The compromised data, which Globe Life traced to its subsidiary American Income Life Insurance Company, includes personally identifiable information such as customer names, postal addresses and telephone numbers. In “some cases,” the data also includes Social Security numbers, health-related data and other policy information, according to the company document.

Globe Life claims that approximately 5,000 individuals have been affected by the data breach to date, but admits that “the total number of people potentially affected or the full scope of information possessed by the threat actor has not been fully verified,” suggesting that the number of affected individuals will likely be much higher. Globe Life claims to have more than 17 million policies in force, while AIL has at least two million policyholders in its latest public count.

According to the Globe Life document, the hacker responsible for the breach “claims to have additional categories of information, which remain under investigation and have not been verified,” but states that the compromised information does not appear to contain financial information, such as credit card information. data or banking information.

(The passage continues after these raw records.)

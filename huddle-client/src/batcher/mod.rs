mod signal_batcher;

pub use signal_batcher::*;
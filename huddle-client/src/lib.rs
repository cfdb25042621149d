mod batcher;
mod config;
mod engine;
mod error;
mod link;
mod roster;
mod runtime;
mod session;
mod transport;

pub use batcher::*;
pub use config::*;
pub use engine::*;
pub use error::*;
pub use link::*;
pub use roster::*;
pub use runtime::*;
pub use session::*;
pub use transport::*;
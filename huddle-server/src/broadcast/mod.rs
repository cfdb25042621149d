mod directory_broadcaster;
mod presence_broadcaster;

pub use directory_broadcaster::*;
pub use presence_broadcaster::*;
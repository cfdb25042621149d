use crate::{EngineConfig, RestartReason};
use std::time::Duration;

const MAX_SHIFT: u32 = 16;

impl EngineConfig {
    /// Wait before offer retry number `attempts + 1`.
    pub fn offer_retry_delay(&self, attempts: u32) -> Duration {
        self.offer_retry_base
            .saturating_mul(1u32 << attempts.min(MAX_SHIFT))
    }

    /// Wait before restart number `attempts + 1`. The first restart after a
    /// failure is immediate; a disconnected link always gets the grace period.
    pub fn restart_delay(&self, reason: RestartReason, attempts: u32) -> Duration {
        let backoff = match attempts {
            0 => Duration::ZERO,
            n => self
                .restart_base
                .saturating_mul(1u32 << (n - 1).min(MAX_SHIFT))
                .min(self.restart_max_delay),
        };

        match reason {
            RestartReason::Failed | RestartReason::Timeout => backoff,
            RestartReason::Disconnected => backoff.max(self.disconnect_grace),
        }
    }
}
use crate::directory::User;
use crate::error::Error;
use crate::http::AppState;
use axum::extract::{FromRequestParts, Query};
use axum::http::header::AUTHORIZATION;
use axum::http::request::Parts;
use serde::Deserialize;

/// The authenticated user of a request.
///
/// The token comes from `Authorization: Bearer <token>`, or from the
/// `token` query parameter for WebSocket upgrades where browsers cannot set
/// headers.
#[derive(Debug, Clone)]
pub struct Caller(pub User);

#[derive(Deserialize)]
struct TokenQuery {
    token: Option<String>,
}

impl FromRequestParts<AppState> for Caller {
    type Rejection = Error;

    async fn from_request_parts(parts: &mut Parts, state: &AppState) -> Result<Self, Self::Rejection> {
        let token = bearer_token(parts)
            .or_else(|| query_token(parts))
            .ok_or(Error::Unauthenticated)?;

        state.huddle.authenticate(&token).await.map(Caller)
    }
}

fn bearer_token(parts: &Parts) -> Option<String> {
    let value = parts.headers.get(AUTHORIZATION)?.to_str().ok()?;
    let token = value.strip_prefix("Bearer ")?.trim();
    (!token.is_empty()).then(|| token.to_string())
}

fn query_token(parts: &Parts) -> Option<String> {
    let Query(query) = Query::<TokenQuery>::try_from_uri(&parts.uri).ok()?;
    query.token.filter(|token| !token.is_empty())
}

The cybersecurity incident appears to be an extortion-only attack, with Globe Life saying the incident did not involve the use of file-encrypting ransomware.

In the case of Globe Life, the organization notes that the threat actor also shared “information about a limited number of individuals with short sellers and plaintiffs’ attorneys,” likely in an attempt to pressure the company into paying his extortion demands.

The hackers’ demands are not yet known, and Globe Life spokeswoman Jennifer Haworth declined to respond to TechCrunch’s questions.

Globe Life says it reported the incident to federal authorities.